Does ticking every box make my dataset compliant?

No. The checklist drives a thorough review, but compliance depends on jurisdiction, the specific data, and how controls are actually implemented. Use it alongside a DPIA and legal review.

Why audit for data poisoning?

Untrusted training data can contain deliberately crafted samples that implant backdoors or degrade model behaviour. Tracking provenance and running integrity checks reduces that risk, especially for scraped data.

AI Training Data Audit Checklist

Q: What risks does this checklist cover?

Seven areas — consent and legal basis, demographic representation and bias, data quality and freshness, security and poisoning risk, PII minimization, opt-out and data-subject rights, and documentation and governance.

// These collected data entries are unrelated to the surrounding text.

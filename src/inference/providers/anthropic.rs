//! Anthropic Messages API adapter.
//!
//! Tool requests arrive as `tool_use` content blocks with `stop_reason:
//! "tool_use"`; results go back as `tool_result` blocks inside a user turn,
//! addressed by `tool_use_id`.

use std::collections::BTreeMap;

use serde_json::json;

use crate::agent_core::catalog::ToolCatalog;
use crate::agent_core::types::{ContentBlock, ConversationTurn, Role, ToolOutcome, TurnContent};
use crate::inference::errors::InferenceError;
use crate::inference::types::{ModelTurn, SseEvent, StopSignal, ToolRequest};

use super::{
    parse_arguments, system_prompt, tool_result_text, ProviderAdapter, ProviderKind,
    RequestSettings, StreamDecoder,
};

const PROVIDER: &str = "anthropic";

/// Stands in for an empty assistant answer; the Messages API rejects empty
/// assistant content anywhere but the final turn.
const EMPTY_ASSISTANT_TEXT: &str = "(no response)";

const PROVIDER_NOTE: &str = "You may call several tools in one turn when they are independent.";

fn stop_signal(reason: Option<&str>) -> StopSignal {
    match reason {
        None | Some("end_turn") | Some("stop_sequence") => StopSignal::EndTurn,
        Some("tool_use") => StopSignal::ToolUse,
        Some("max_tokens") => StopSignal::MaxTokens,
        Some(other) => StopSignal::Other(other.to_string()),
    }
}

// ─── AnthropicAdapter ────────────────────────────────────────────────────────

pub struct AnthropicAdapter {
    settings: RequestSettings,
    catalog: ToolCatalog,
    system: String,
}

impl AnthropicAdapter {
    pub fn new(settings: RequestSettings, catalog: ToolCatalog) -> Self {
        Self {
            settings,
            catalog,
            system: system_prompt(PROVIDER_NOTE),
        }
    }

    fn encode_turn(&self, turn: &ConversationTurn) -> serde_json::Value {
        let role = match turn.role {
            Role::User => "user",
            Role::Assistant => "assistant",
        };
        let content = match &turn.content {
            TurnContent::Text(text) if turn.role == Role::Assistant && text.trim().is_empty() => {
                json!(EMPTY_ASSISTANT_TEXT)
            }
            TurnContent::Text(text) => json!(text),
            TurnContent::Blocks(blocks) => serde_json::Value::Array(
                blocks.iter().map(|b| self.encode_block(b)).collect(),
            ),
        };
        json!({"role": role, "content": content})
    }

    fn encode_block(&self, block: &ContentBlock) -> serde_json::Value {
        match block {
            ContentBlock::Text { text } => json!({"type": "text", "text": text}),
            ContentBlock::ToolRequest {
                id,
                name,
                arguments,
            } => json!({"type": "tool_use", "id": id, "name": name, "input": arguments}),
            ContentBlock::ToolResult {
                request_id,
                outcome,
            } => self.encode_tool_result(request_id, outcome),
        }
    }
}

impl ProviderAdapter for AnthropicAdapter {
    fn kind(&self) -> ProviderKind {
        ProviderKind::Anthropic
    }

    fn catalog(&self) -> &ToolCatalog {
        &self.catalog
    }

    fn tool_definitions(&self) -> Vec<serde_json::Value> {
        self.catalog
            .specs()
            .iter()
            .map(|spec| {
                json!({
                    "name": spec.name,
                    "description": spec.description,
                    "input_schema": spec.input_schema,
                })
            })
            .collect()
    }

    fn build_request(&self, history: &[ConversationTurn], stream: bool) -> serde_json::Value {
        let mut body = json!({
            "model": self.settings.model,
            "max_tokens": self.settings.max_tokens,
            "temperature": self.settings.temperature,
            "system": self.system,
            "messages": history.iter().map(|t| self.encode_turn(t)).collect::<Vec<_>>(),
            "stream": stream,
        });
        if !self.catalog.is_empty() {
            body["tools"] = serde_json::Value::Array(self.tool_definitions());
        }
        body
    }

    fn encode_tool_result(&self, request_id: &str, outcome: &ToolOutcome) -> serde_json::Value {
        json!({
            "type": "tool_result",
            "tool_use_id": request_id,
            "content": tool_result_text(outcome, self.settings.max_tool_result_chars),
            "is_error": !outcome.success,
        })
    }

    fn parse_response(&self, body: &serde_json::Value) -> Result<ModelTurn, InferenceError> {
        if let Some(error) = body.get("error") {
            let message = error
                .get("message")
                .and_then(|m| m.as_str())
                .unwrap_or("unknown error");
            return Err(InferenceError::parse(PROVIDER, format!("error response: {message}")));
        }

        let blocks = body
            .get("content")
            .and_then(|c| c.as_array())
            .ok_or_else(|| InferenceError::parse(PROVIDER, "missing 'content' array"))?;

        let mut text = String::new();
        let mut tool_requests = Vec::new();
        for block in blocks {
            match block.get("type").and_then(|t| t.as_str()) {
                Some("text") => {
                    if let Some(t) = block.get("text").and_then(|t| t.as_str()) {
                        text.push_str(t);
                    }
                }
                Some("tool_use") => tool_requests.push(ToolRequest {
                    id: str_field(block, "id")?,
                    name: str_field(block, "name")?,
                    arguments: block.get("input").cloned().unwrap_or_else(|| json!({})),
                }),
                _ => {}
            }
        }

        Ok(ModelTurn {
            text,
            tool_requests,
            stop: stop_signal(body.get("stop_reason").and_then(|r| r.as_str())),
        })
    }

    fn stream_decoder(&self) -> Box<dyn StreamDecoder> {
        Box::new(AnthropicStreamDecoder::default())
    }
}

fn str_field(value: &serde_json::Value, field: &str) -> Result<String, InferenceError> {
    value
        .get(field)
        .and_then(|v| v.as_str())
        .map(str::to_string)
        .ok_or_else(|| InferenceError::parse(PROVIDER, format!("tool_use block missing '{field}'")))
}

// ─── Streaming ───────────────────────────────────────────────────────────────

#[derive(Debug)]
enum PartialBlock {
    Text,
    ToolUse { id: String, name: String, json: String },
}

/// Accumulates `content_block_*` events keyed by block index.
#[derive(Debug, Default)]
struct AnthropicStreamDecoder {
    text: String,
    blocks: BTreeMap<u64, PartialBlock>,
    stop_reason: Option<String>,
    done: bool,
}

impl StreamDecoder for AnthropicStreamDecoder {
    fn feed(&mut self, event: &SseEvent) -> Result<Option<String>, InferenceError> {
        if event.data.trim().is_empty() {
            return Ok(None);
        }
        let data: serde_json::Value = serde_json::from_str(&event.data).map_err(|e| {
            InferenceError::StreamError {
                reason: format!("failed to parse SSE event: {e} (data: {})", event.data),
            }
        })?;

        let kind = data
            .get("type")
            .and_then(|t| t.as_str())
            .or(event.event.as_deref())
            .unwrap_or_default();
        let index = data.get("index").and_then(|i| i.as_u64()).unwrap_or(0);

        match kind {
            "content_block_start" => {
                let block = data.get("content_block").cloned().unwrap_or_default();
                match block.get("type").and_then(|t| t.as_str()) {
                    Some("tool_use") => {
                        self.blocks.insert(
                            index,
                            PartialBlock::ToolUse {
                                id: str_field(&block, "id")?,
                                name: str_field(&block, "name")?,
                                json: String::new(),
                            },
                        );
                    }
                    _ => {
                        self.blocks.insert(index, PartialBlock::Text);
                        if let Some(t) = block.get("text").and_then(|t| t.as_str()) {
                            if !t.is_empty() {
                                self.text.push_str(t);
                                return Ok(Some(t.to_string()));
                            }
                        }
                    }
                }
            }
            "content_block_delta" => {
                let delta = data.get("delta").cloned().unwrap_or_default();
                match delta.get("type").and_then(|t| t.as_str()) {
                    Some("text_delta") => {
                        let t = delta.get("text").and_then(|t| t.as_str()).unwrap_or_default();
                        if !t.is_empty() {
                            self.text.push_str(t);
                            return Ok(Some(t.to_string()));
                        }
                    }
                    Some("input_json_delta") => {
                        if let Some(PartialBlock::ToolUse { json, .. }) =
                            self.blocks.get_mut(&index)
                        {
                            json.push_str(
                                delta
                                    .get("partial_json")
                                    .and_then(|p| p.as_str())
                                    .unwrap_or_default(),
                            );
                        }
                    }
                    _ => {}
                }
            }
            "message_delta" => {
                if let Some(reason) = data
                    .get("delta")
                    .and_then(|d| d.get("stop_reason"))
                    .and_then(|r| r.as_str())
                {
                    self.stop_reason = Some(reason.to_string());
                }
            }
            "message_stop" => self.done = true,
            "error" => {
                let message = data
                    .get("error")
                    .and_then(|e| e.get("message"))
                    .and_then(|m| m.as_str())
                    .unwrap_or("unknown stream error");
                return Err(InferenceError::StreamError {
                    reason: message.to_string(),
                });
            }
            // message_start, content_block_stop, ping
            _ => {}
        }

        Ok(None)
    }

    fn is_done(&self) -> bool {
        self.done
    }

    fn finish(self: Box<Self>) -> Result<ModelTurn, InferenceError> {
        let mut tool_requests = Vec::new();
        for block in self.blocks.into_values() {
            if let PartialBlock::ToolUse { id, name, json } = block {
                let arguments = parse_arguments(PROVIDER, &name, &json)?;
                tool_requests.push(ToolRequest {
                    id,
                    name,
                    arguments,
                });
            }
        }

        Ok(ModelTurn {
            text: self.text,
            tool_requests,
            stop: stop_signal(self.stop_reason.as_deref()),
        })
    }
}

// ─── Tests ───────────────────────────────────────────────────────────────────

The dataset you train on determines almost everything about how a model behaves — and most of its legal and ethical risk is set the moment the data is collected. The AI Training Data Audit Checklist walks you through the controls that responsible AI teams apply to a dataset before it is ever fed into training.

How it works

Tell the tool the dataset type, how it was collected, and the intended use case. It then presents a structured checklist grouped into seven sections: consent and legal basis, representation and bias, quality and freshness, security and poisoning risk, PII and data minimization, opt-out and data-subject rights, and documentation and governance.

Each item is a concrete, verifiable control — “robots.txt opt-out signals were honoured during collection,” “demographic composition is measured and recorded,” “a tamper-evident hash of the final dataset is stored.” As you tick items off, a running coverage score shows how much of the audit is complete. The tool also surfaces context-specific warnings, for example flagging biometric and likeness concerns for image datasets or source-terms and poisoning risk for web-scraped data.

Tips and notes

Treat every unchecked item as an open risk with a named owner, not a box to be quietly skipped. The most commonly neglected controls are training-specific consent (consent for a service rarely covers model training), opt-out handling after collection, and a maintained datasheet that records each source’s licence and collection date.

This is general guidance rather than legal advice, and obligations differ sharply by jurisdiction and data category — pair the audit with a data protection impact assessment and a review by someone who knows your regulatory environment. Your selections stay in the browser and are never uploaded, so the checklist is safe to use against real, sensitive datasets.